— WHAT IS BEING ASKED —
Whenever the string "message" appears in a line below, please copy the line out.

Dataset entries:
::::
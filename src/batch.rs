use std::time::Instant;

use serde::Serialize;

use crate::app::{ProgressEvent, ProgressSink};
use crate::dispatch::{Dispatcher, JobOutcome};
use crate::domain::{Job, JobId};
use crate::pacing::{Pacer, PacingPolicy, Pause};

/// Outcome of one pass over a set of jobs. Ids keep processing order.
#[derive(Debug, Clone, Default, PartialEq, Eq, Serialize)]
pub struct RunReport {
    pub succeeded: Vec<JobId>,
    pub failed: Vec<JobId>,
    pub skipped: Vec<JobId>,
    pub batches: usize,
}

impl RunReport {
    pub fn attempted(&self) -> usize {
        self.succeeded.len() + self.failed.len() + self.skipped.len()
    }

    pub fn is_clean(&self) -> bool {
        self.failed.is_empty()
    }

    fn record(&mut self, job: &Job, outcome: &JobOutcome) {
        let bucket = match outcome {
            JobOutcome::Downloaded { .. } => &mut self.succeeded,
            JobOutcome::Skipped { .. } => &mut self.skipped,
            JobOutcome::Failed { .. } => &mut self.failed,
        };
        bucket.push(job.id.clone());
    }
}

/// Consecutive groups of at most `batch_size` jobs.
pub fn partition(jobs: &[Job], batch_size: usize) -> std::slice::Chunks<'_, Job> {
    jobs.chunks(batch_size.max(1))
}

pub struct BatchRunner<'a, P: Pacer> {
    dispatcher: &'a Dispatcher,
    pacer: &'a P,
    policy: PacingPolicy,
}

impl<'a, P: Pacer> BatchRunner<'a, P> {
    pub fn new(dispatcher: &'a Dispatcher, pacer: &'a P, policy: PacingPolicy) -> Self {
        Self {
            dispatcher,
            pacer,
            policy,
        }
    }

    /// Runs every job, `batch_size` at a time, pausing after each job and between batches.
    pub fn run_batches(
        &self,
        jobs: &[Job],
        batch_size: usize,
        sink: &dyn ProgressSink,
    ) -> RunReport {
        let mut report = RunReport::default();
        let total = jobs.len().div_ceil(batch_size.max(1));

        for (index, batch) in partition(jobs, batch_size).enumerate() {
            if index > 0 {
                self.pacer
                    .pause(Pause::BetweenBatches, self.policy.batch_delay);
            }
            let number = index + 1;
            tracing::info!(batch = number, total, jobs = batch.len(), "starting batch");
            sink.event(ProgressEvent::message(format!(
                "batch {number}/{total}: {} job(s)",
                batch.len()
            )));

            for job in batch {
                self.run_job(job, &mut report, "FAILED", sink);
            }
            report.batches += 1;

            sink.event(ProgressEvent::message(format!(
                "batch {number}/{total} done: {} ok, {} failed, {} skipped so far",
                report.succeeded.len(),
                report.failed.len(),
                report.skipped.len()
            )));
        }
        report
    }

    /// One unbatched pass, used for retries.
    pub fn run_pass(&self, jobs: &[Job], sink: &dyn ProgressSink) -> RunReport {
        let mut report = RunReport::default();
        for job in jobs {
            self.run_job(job, &mut report, "RETRY-FAILED", sink);
        }
        if !jobs.is_empty() {
            report.batches = 1;
        }
        report
    }

    fn run_job(
        &self,
        job: &Job,
        report: &mut RunReport,
        failure_tag: &str,
        sink: &dyn ProgressSink,
    ) {
        let start = Instant::now();
        let outcome = self.dispatcher.dispatch(job);
        match &outcome {
            JobOutcome::Downloaded { path, .. } => {
                sink.event(ProgressEvent {
                    message: format!("[OK] {} -> {path}", job.id),
                    elapsed: Some(start.elapsed()),
                });
            }
            JobOutcome::Skipped { reason } => {
                sink.event(ProgressEvent::message(format!("[SKIP] {} - {reason}", job.id)));
            }
            JobOutcome::Failed { error, .. } => {
                sink.event(ProgressEvent::message(format!(
                    "[{failure_tag}] {}: {error}",
                    job.id
                )));
            }
        }
        report.record(job, &outcome);
        self.pacer.pause(Pause::AfterJob, self.policy.job_delay);
    }
}
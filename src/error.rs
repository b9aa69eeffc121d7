use std::path::PathBuf;

use miette::Diagnostic;
use thiserror::Error;

#[derive(Debug, Error, Diagnostic)]
pub enum ClipsortError {
    #[error("failed to read config file at {0}")]
    ConfigRead(PathBuf),

    #[error("failed to parse JSON config: {0}")]
    ConfigParse(String),

    #[error("invalid configuration: {0}")]
    InvalidConfig(String),

    #[error("failed to read dataset: {0}")]
    DatasetRead(String),

    #[error("dataset is missing required columns: {}", .missing.join(", "))]
    #[diagnostic(help("the dataset needs a header row naming the id, url and label columns"))]
    Schema { missing: Vec<String> },

    #[error("{kind} {value:?} cannot be used as a file or directory name")]
    InvalidPathComponent { kind: &'static str, value: String },

    #[error("filesystem error: {0}")]
    Filesystem(String),

    #[error("Drive request failed: {0}")]
    DriveHttp(String),

    #[error("Drive returned status {status}: {message}")]
    DriveStatus { status: u16, message: String },

    #[error("Drive served a confirmation page instead of the file: {0}")]
    DriveInterstitial(String),

    #[error("platform download failed: {0}")]
    PlatformDownload(String),

    #[error("required tool not found: {0}")]
    MissingTool(String),
}
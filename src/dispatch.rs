use std::time::Instant;

use camino::{Utf8Path, Utf8PathBuf};
use serde::Serialize;
use url::Url;

use crate::domain::Job;
use crate::error::ClipsortError;
use crate::store::OutputLayout;

/// A backend able to fetch one URL into a local file.
///
/// Implementations must only create `destination` once the download is complete.
pub trait Downloader: Send + Sync {
    fn download(&self, url: &str, destination: &Utf8Path) -> Result<(), ClipsortError>;
}

/// Host suffix match on the parsed URL: `instagram.com` also covers `www.instagram.com`.
#[derive(Debug, Clone, PartialEq, Eq)]
pub struct HostPattern(String);

impl HostPattern {
    pub fn new(domain: &str) -> Self {
        Self(domain.trim().trim_start_matches('.').to_ascii_lowercase())
    }

    pub fn matches(&self, host: &str) -> bool {
        let host = host.trim_end_matches('.');
        host == self.0
            || host
                .strip_suffix(self.0.as_str())
                .is_some_and(|prefix| prefix.ends_with('.'))
    }
}

pub struct Route {
    name: &'static str,
    hosts: Vec<HostPattern>,
    downloader: Box<dyn Downloader>,
}

impl Route {
    pub fn new<D: Downloader + 'static>(
        name: &'static str,
        hosts: impl IntoIterator<Item = impl AsRef<str>>,
        downloader: D,
    ) -> Self {
        Self {
            name,
            hosts: hosts
                .into_iter()
                .map(|host| HostPattern::new(host.as_ref()))
                .collect(),
            downloader: Box::new(downloader),
        }
    }

    pub fn name(&self) -> &'static str {
        self.name
    }

    fn accepts(&self, host: &str) -> bool {
        self.hosts.iter().any(|pattern| pattern.matches(host))
    }
}

#[derive(Debug, Clone, PartialEq, Eq, Serialize)]
#[serde(tag = "outcome", rename_all = "snake_case")]
pub enum JobOutcome {
    Downloaded {
        adapter: &'static str,
        path: Utf8PathBuf,
    },
    Skipped {
        reason: String,
    },
    Failed {
        adapter: &'static str,
        error: String,
    },
}

#[derive(Debug, Clone, PartialEq, Eq, Serialize)]
pub struct RoutePlan {
    pub id: String,
    pub url: String,
    pub adapter: Option<&'static str>,
    pub destination: Utf8PathBuf,
}

/// Ordered route registry; the first route whose host pattern matches wins.
pub struct Dispatcher {
    layout: OutputLayout,
    routes: Vec<Route>,
}

impl Dispatcher {
    pub fn new(layout: OutputLayout) -> Self {
        Self {
            layout,
            routes: Vec::new(),
        }
    }

    pub fn with_route(mut self, route: Route) -> Self {
        self.routes.push(route);
        self
    }

    pub fn layout(&self) -> &OutputLayout {
        &self.layout
    }

    pub fn route_for(&self, url: &str) -> Option<&Route> {
        let parsed = Url::parse(url).ok()?;
        let host = parsed.host_str()?;
        self.routes.iter().find(|route| route.accepts(host))
    }

    pub fn plan(&self, job: &Job) -> RoutePlan {
        RoutePlan {
            id: job.id.to_string(),
            url: job.url.clone(),
            adapter: self.route_for(&job.url).map(Route::name),
            destination: self.layout.video_path(job),
        }
    }

    /// Downloads one job. Adapter errors are logged and returned as `Failed`, never propagated.
    pub fn dispatch(&self, job: &Job) -> JobOutcome {
        let Some(route) = self.route_for(&job.url) else {
            tracing::warn!(id = %job.id, url = %job.url, "no downloader for url, skipping");
            return JobOutcome::Skipped {
                reason: format!("unrecognized url: {}", job.url),
            };
        };

        let destination = self.layout.video_path(job);
        tracing::debug!(id = %job.id, adapter = route.name, %destination, "dispatching");
        let start = Instant::now();
        match route.downloader.download(&job.url, &destination) {
            Ok(()) => {
                tracing::info!(
                    id = %job.id,
                    adapter = route.name,
                    latency_ms = start.elapsed().as_millis() as u64,
                    "downloaded"
                );
                JobOutcome::Downloaded {
                    adapter: route.name,
                    path: destination,
                }
            }
            Err(err) => {
                tracing::warn!(id = %job.id, adapter = route.name, error = %err, "download failed");
                JobOutcome::Failed {
                    adapter: route.name,
                    error: err.to_string(),
                }
            }
        }
    }
}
::::
— WRITTEN ANSWER —
            sink.event(ProgressEvent::message(format!(
            sink.event(ProgressEvent::message(format!(
                    message: format!("[OK] {} -> {path}", job.id),
                sink.event(ProgressEvent::message(format!("[SKIP] {} - {reason}", job.id)));
                sink.event(ProgressEvent::message(format!(
    #[error("Drive returned status {status}: {message}")]
    DriveStatus { status: u16, message: String },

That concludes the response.